Now that the law has been established for 2018 and beyond, S corporation banks are asking whether the more advantageous tax rate of a C corp (a flat 21% rate) makes sense for them. There are many things to consider, and the answer could be different depending on what your goals are.
Boards of Directors and shareholder groups will have some difficult analysis and planning to undertake in making a decision, and obviously shareholder situations and business strategies may change. The lower tax rates may require a more careful analysis of the individual situations of the shareholder group.
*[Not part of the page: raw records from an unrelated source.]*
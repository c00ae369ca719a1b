//! Fixed-layout packet, FlowSet, and flow entry headers.

use std::net::Ipv4Addr;

use tartan_bitfield::bitfield;
use thiserror::Error;
use zerocopy::{
    FromBytes, Immutable, IntoBytes, KnownLayout, Unaligned,
    network_endian::{U16, U32},
};

use super::{
    cursor::{Cursor, EndOfSlice},
    field::Attributes,
};

/// An error reading a header.
#[derive(Debug, Error)]
pub enum HeaderError {
    #[error(transparent)]
    EndOfSlice(#[from] EndOfSlice),
    /// The version field does not match the decoder.
    #[error("Expected version {expected}, found {found}.")]
    UnexpectedVersion { expected: u16, found: u16 },
}

/// Version 5 packet header (24 bytes).
#[repr(C)]
#[derive(
    Debug, Clone, Copy, FromBytes, IntoBytes, KnownLayout, Immutable, Unaligned, Attributes,
)]
pub struct V5Header {
    #[attribute("version")]
    pub version: U16,
    #[attribute("count")]
    pub count: U16,
    #[attribute("sysUptime")]
    pub sys_uptime: U32,
    #[attribute("unixSecs")]
    pub unix_secs: U32,
    #[attribute("unixNsecs")]
    pub unix_nsecs: U32,
    #[attribute("flowSeq")]
    pub flow_sequence: U32,
    #[attribute("engineType")]
    pub engine_type: u8,
    #[attribute("engineId")]
    pub engine_id: u8,
    pub sampling: U16,
}

impl V5Header {
    pub const VERSION: u16 = 5;
    pub const SIZE: usize = 24;

    /// Read a header, checking its version.
    pub fn read(c: &mut Cursor) -> Result<Self, HeaderError> {
        let header: Self = zerocopy::transmute!(c.take::<{ V5Header::SIZE }>()?);

        match header.version.get() {
            Self::VERSION => Ok(header),
            found => Err(HeaderError::UnexpectedVersion {
                expected: Self::VERSION,
                found,
            }),
        }
    }

    /// Export time in milliseconds since the Unix epoch.
    pub fn timestamp(&self) -> i64 {
        i64::from(self.unix_secs.get()) * 1000 + i64::from(self.unix_nsecs.get()) / 1_000_000
    }

    /// Split the sampling word into its mode and interval.
    pub fn sampling(&self) -> Sampling {
        bitfield! {
            struct SamplingWord(u16) {
                [0..14] interval: u16,
                [14..16] mode: u8,
            }
        }

        let word = SamplingWord(self.sampling.get());

        Sampling {
            mode: word.mode(),
            interval: word.interval(),
        }
    }
}

/// Version 5 sampling configuration.
#[derive(Debug, Clone, Copy, PartialEq, Eq)]
pub struct Sampling {
    /// Two-bit sampling mode.
    pub mode: u8,
    /// Fourteen-bit sampling interval.
    pub interval: u16,
}

/// Version 5 flow entry (48 bytes).
#[repr(C)]
#[derive(
    Debug, Clone, Copy, FromBytes, IntoBytes, KnownLayout, Immutable, Unaligned, Attributes,
)]
pub struct V5Flow {
    #[attribute("srcAddr", ipv4)]
    pub src_addr: [u8; 4],
    #[attribute("dstAddr", ipv4)]
    pub dst_addr: [u8; 4],
    #[attribute("nextHop", ipv4)]
    pub next_hop: [u8; 4],
    #[attribute("input")]
    pub input: U16,
    #[attribute("output")]
    pub output: U16,
    #[attribute("dPkts")]
    pub packets: U32,
    #[attribute("dOctets")]
    pub octets: U32,
    #[attribute("first")]
    pub first: U32,
    #[attribute("last")]
    pub last: U32,
    #[attribute("srcPort")]
    pub src_port: U16,
    #[attribute("dstPort")]
    pub dst_port: U16,
    pub _pad1: u8,
    #[attribute("tcpFlags")]
    pub tcp_flags: u8,
    #[attribute("proto")]
    pub protocol: u8,
    #[attribute("tos")]
    pub tos: u8,
    #[attribute("srcAS")]
    pub src_as: U16,
    #[attribute("dstAS")]
    pub dst_as: U16,
    #[attribute("srcMask")]
    pub src_mask: u8,
    #[attribute("dstMask")]
    pub dst_mask: u8,
    pub _pad2: U16,
}

impl V5Flow {
    pub const SIZE: usize = 48;

    pub fn read(c: &mut Cursor) -> Result<Self, EndOfSlice> {
        Ok(zerocopy::transmute!(c.take::<{ V5Flow::SIZE }>()?))
    }

    /// Uptime ticks between the first and last packet of the flow.
    ///
    /// The tick counters are 32 bits wide and wrap.
    pub fn duration(&self) -> u32 {
        self.last.get().wrapping_sub(self.first.get())
    }

    pub fn src_addr(&self) -> Ipv4Addr {
        Ipv4Addr::from(self.src_addr)
    }

    pub fn dst_addr(&self) -> Ipv4Addr {
        Ipv4Addr::from(self.dst_addr)
    }
}

/// Version 9 packet header (20 bytes).
#[repr(C)]
#[derive(
    Debug, Clone, Copy, FromBytes, IntoBytes, KnownLayout, Immutable, Unaligned, Attributes,
)]
pub struct V9Header {
    #[attribute("version")]
    pub version: U16,
    /// Upper bound on the number of FlowSets in the packet.
    pub count: U16,
    #[attribute("sys_uptime")]
    pub sys_uptime: U32,
    pub unix_secs: U32,
    #[attribute("package_sequence")]
    pub package_sequence: U32,
    #[attribute("source_id")]
    pub source_id: U32,
}

impl V9Header {
    pub const VERSION: u16 = 9;
    pub const SIZE: usize = 20;

    /// Read a header, checking its version.
    pub fn read(c: &mut Cursor) -> Result<Self, HeaderError> {
        let header: Self = zerocopy::transmute!(c.take::<{ V9Header::SIZE }>()?);

        match header.version.get() {
            Self::VERSION => Ok(header),
            found => Err(HeaderError::UnexpectedVersion {
                expected: Self::VERSION,
                found,
            }),
        }
    }

    /// Export time in milliseconds since the Unix epoch.
    pub fn timestamp(&self) -> i64 {
        i64::from(self.unix_secs.get()) * 1000
    }
}

/// Version 9 FlowSet header (4 bytes).
#[repr(C)]
#[derive(Debug, Clone, Copy, FromBytes, IntoBytes, KnownLayout, Immutable, Unaligned)]
pub struct FlowSetHeader {
    pub id: U16,
    /// Length of the FlowSet in bytes, including this header.
    pub length: U16,
}

impl FlowSetHeader {
    pub const SIZE: usize = 4;

    pub fn read(c: &mut Cursor) -> Result<Self, EndOfSlice> {
        Ok(zerocopy::transmute!(c.take::<{ FlowSetHeader::SIZE }>()?))
    }

    pub fn kind(&self) -> FlowSetKind {
        match self.id.get() {
            0 => FlowSetKind::Template,
            1 => FlowSetKind::OptionsTemplate,
            id => FlowSetKind::Data(id),
        }
    }
}

/// The contents of a FlowSet, as given by its identifier.
#[derive(Debug, Clone, Copy, PartialEq, Eq)]
pub enum FlowSetKind {
    Template,
    OptionsTemplate,
    /// Data records laid out by the template with this identifier.
    Data(u16),
}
Cautionary flags for S corps considering making the move to a C corp:
- capital plans and strategies will play an important role in determining the right entity
- double taxation on earnings still exists and may, or may not, make sense
- shareholder distributions will need to be treated as dividends if moving to a C corp tax structure
- net investment income tax still applies to C Corp dividends whether you’re an active or passive shareholder
- deferred taxes and income tax liabilities could impact capital and earnings
- TEFRA disallowance on bank qualified municipal bonds comes back into play for C Corps
- operations in multiple states could face differing state tax rates (while the C corp federal rate may now be lower, the state corporate rate in some cases could be higher than the state individual rate, therefore the advantage will be reduced)
The decision regarding conversion from an S corp to a C corp taxation should be carefully considered and reviewed with your tax advisor to ensure that your bank and it shareholders stand to benefit.
Requirements of a conversion, and how it’s done to benefit under the new rules
To be eligible as a terminated S corp:
- The corporation must be an S corporation as of 12/31/2017, and on the date of revocation have the exact same ownership as of 12/31/2017.
- The revocation of its S selection must occur by 12/31/2019 (two years from enactment of the Tax Reform Bill) – effective C corporation date no later than 1/1/2020.
- Once the “post-termination period” ends (generally one year after the conversion to a C corporation), cash distributions of money are allocated (against stock basis) and chargeable to any remaining AAA and AE&P in the same ratio as the amount of AAA bears to AE&P.
Note: the special transition rules do not currently apply to property distributions.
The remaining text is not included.